We’re building stuff. Doing stuff. Answering emails. Often the to-do list, though, is pointed at the wrong goal.
Let me give you an example. I spoke to a guy last week. He says he has no time. He’s managing a divorce with a 5 year old stuck in the middle. He only has bandwidth for one goal. So he chose publishing a book on Kindle as his goal.
He has zero social media following, no savings to buy ads, and no email list.
When I challenged him on how he would sell books, he broke down. He just hoped people would buy his book. He doesn’t have a strategy. He somehow thinks the magical Amazon fairies will promote his crime novel for free to strangers.
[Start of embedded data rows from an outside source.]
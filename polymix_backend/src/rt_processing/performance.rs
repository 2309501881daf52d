use std::sync::atomic::{AtomicU64, Ordering};
use std::time::Instant;

use quanta::{Clock, Instant as QuantaInstant};

/// Snapshot of callback timing suitable for logging (non-RT).
#[derive(Debug, Clone)]
pub struct PerformanceSnapshot {
    /// Frames rendered since creation or the last reset.
    pub frames_processed: u64,
    pub callback_count: u64,
    /// Callbacks that took longer than the buffer they rendered.
    pub late_callback_count: u64,
    /// Errors reported by the device stream.
    pub stream_error_count: u64,
    pub min_callback_nanos: Option<u64>,
    pub max_callback_nanos: Option<u64>,
    /// EMA of callback duration in nanoseconds.
    pub ema_callback_nanos: f64,
    /// Time budget of one buffer.
    pub expected_callback_nanos: f64,
    pub avg_load_percent: f64,
    pub timestamp: Instant,
}

/// Real-time-safe performance monitor.
///
/// The audio thread only touches atomics (`add_*`, `increment_*`, `scoped_callback`).
/// `snapshot` is meant for a control thread.
pub struct PerformanceMonitor {
    clock: Clock,
    frame_size: usize,
    sample_rate: f32,

    frames_processed: AtomicU64,
    callback_count: AtomicU64,
    late_callback_count: AtomicU64,
    stream_error_count: AtomicU64,

    min_callback_nanos: AtomicU64,
    max_callback_nanos: AtomicU64,
    /// EMA stored as f64 bits
    ema_callback_bits: AtomicU64,
    ema_alpha: f64,
}

impl PerformanceMonitor {
    /// `ema_alpha` is clamped into (0, 1]; 0.05..0.2 gives a readable load figure.
    pub fn new(frame_size: usize, sample_rate: f32, ema_alpha: f64) -> Self {
        Self {
            clock: Clock::new(),
            frame_size,
            sample_rate,
            frames_processed: AtomicU64::new(0),
            callback_count: AtomicU64::new(0),
            late_callback_count: AtomicU64::new(0),
            stream_error_count: AtomicU64::new(0),
            min_callback_nanos: AtomicU64::new(u64::MAX),
            max_callback_nanos: AtomicU64::new(0),
            ema_callback_bits: AtomicU64::new(0),
            ema_alpha: ema_alpha.clamp(f64::EPSILON, 1.0),
        }
    }

    #[inline(always)]
    pub fn add_frames_processed(&self, n: u64) {
        self.frames_processed.fetch_add(n, Ordering::Relaxed);
    }

    #[inline(always)]
    pub fn increment_callback_count(&self) {
        self.callback_count.fetch_add(1, Ordering::Relaxed);
    }

    #[inline(always)]
    pub fn increment_stream_error_count(&self) {
        self.stream_error_count.fetch_add(1, Ordering::Relaxed);
    }

    fn expected_callback_nanos(&self) -> f64 {
        if self.sample_rate > 0.0 {
            self.frame_size as f64 / self.sample_rate as f64 * 1_000_000_000.0
        } else {
            0.0
        }
    }

    /// Fold one callback duration into min, max and the EMA. Atomics only.
    #[inline(always)]
    pub fn record_callback_duration_nanos(&self, nanos: u64) {
        self.min_callback_nanos.fetch_min(nanos, Ordering::Relaxed);
        self.max_callback_nanos.fetch_max(nanos, Ordering::Relaxed);

        let expected = self.expected_callback_nanos();
        if expected > 0.0 && nanos as f64 > expected {
            self.late_callback_count.fetch_add(1, Ordering::Relaxed);
        }

        // EMA_new = alpha * x + (1 - alpha) * EMA_old
        let alpha = self.ema_alpha;
        let mut old_bits = self.ema_callback_bits.load(Ordering::Relaxed);
        loop {
            let new_bits =
                (alpha * nanos as f64 + (1.0 - alpha) * f64::from_bits(old_bits)).to_bits();
            match self.ema_callback_bits.compare_exchange_weak(
                old_bits,
                new_bits,
                Ordering::Relaxed,
                Ordering::Relaxed,
            ) {
                Ok(_) => break,
                Err(found) => old_bits = found,
            }
        }
    }

    /// Count a callback and time it until the returned guard drops.
    ///
    /// ```ignore
    /// let _timing = monitor.scoped_callback();
    /// mixer.render_f32(output);
    /// ```
    #[inline(always)]
    pub fn scoped_callback(&self) -> RealtimeGuard<'_> {
        self.increment_callback_count();
        RealtimeGuard {
            monitor: self,
            start: self.clock.now(),
        }
    }

    /// Read the counters. With `reset_peaks`, min, max and EMA start over afterwards.
    pub fn snapshot(&self, reset_peaks: bool) -> PerformanceSnapshot {
        let min_raw = self.min_callback_nanos.load(Ordering::Relaxed);
        let max_raw = self.max_callback_nanos.load(Ordering::Relaxed);
        let ema = f64::from_bits(self.ema_callback_bits.load(Ordering::Relaxed));
        let expected_callback_nanos = self.expected_callback_nanos();
        let avg_load_percent = if expected_callback_nanos > 0.0 {
            ema / expected_callback_nanos * 100.0
        } else {
            0.0
        };

        if reset_peaks {
            self.min_callback_nanos.store(u64::MAX, Ordering::Relaxed);
            self.max_callback_nanos.store(0, Ordering::Relaxed);
            self.ema_callback_bits.store(0, Ordering::Relaxed);
        }

        PerformanceSnapshot {
            frames_processed: self.frames_processed.load(Ordering::Relaxed),
            callback_count: self.callback_count.load(Ordering::Relaxed),
            late_callback_count: self.late_callback_count.load(Ordering::Relaxed),
            stream_error_count: self.stream_error_count.load(Ordering::Relaxed),
            min_callback_nanos: (min_raw != u64::MAX).then_some(min_raw),
            max_callback_nanos: (max_raw != 0).then_some(max_raw),
            ema_callback_nanos: ema,
            expected_callback_nanos,
            avg_load_percent,
            timestamp: Instant::now(),
        }
    }

    pub fn reset_all(&self) {
        self.frames_processed.store(0, Ordering::Relaxed);
        self.callback_count.store(0, Ordering::Relaxed);
        self.late_callback_count.store(0, Ordering::Relaxed);
        self.stream_error_count.store(0, Ordering::Relaxed);
        self.min_callback_nanos.store(u64::MAX, Ordering::Relaxed);
        self.max_callback_nanos.store(0, Ordering::Relaxed);
        self.ema_callback_bits.store(0, Ordering::Relaxed);
    }
}

/// Records callback latency on drop. No locks, no allocations.
pub struct RealtimeGuard<'a> {
    monitor: &'a PerformanceMonitor,
    start: QuantaInstant,
}

impl Drop for RealtimeGuard<'_> {
    fn drop(&mut self) {
        let elapsed = self
            .monitor
            .clock
            .now()
            .saturating_duration_since(self.start)
            .as_nanos();
        self.monitor
            .record_callback_duration_nanos(u64::try_from(elapsed).unwrap_or(u64::MAX));
    }
}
In other words, he chose the wrong goal.
The question that saved my life is, am I working on the RIGHT goal?
If your goal is financial freedom and you’re going to publish a crime novel to no one with no help from a professional, then you’re up Sh*t Creek without a paddle. There’s no hope for you. You’re literally wasting your life.
This is how most people live. Including my former ugly self.
Job goals are no better. They’re guaranteed to lead to overwhelm.
Another big reason we’re overwhelmed is because of a 9-5 job.
In 2019, I got fired and had to choose a new job. The boogie monster that made me poo my pants daily was this: “Yeah but how many hours do I have to work?”
I was petrified of choosing a job where I’d be working long hours. Then I had a huge realization: If someone gives you a job they determine how many hours you work.
You start out in a new job as a little froggy swimming in a pot of warm water. It feels manageable (by design). But at any moment your boss can tell you to work more hours.
But they’re sneaky buggers.
Most bosses don’t say “I need you to go from 8 hours of work a day to 12.” Nope. They just load you up with more and more tasks until you’re forced to work longer hours.
They monitor based on whether you’re getting the work done, not how long it took. Using this mechanism the truth is this:
Any job at any time can double, triple, or quadruple your work load and there’s nothing you can do.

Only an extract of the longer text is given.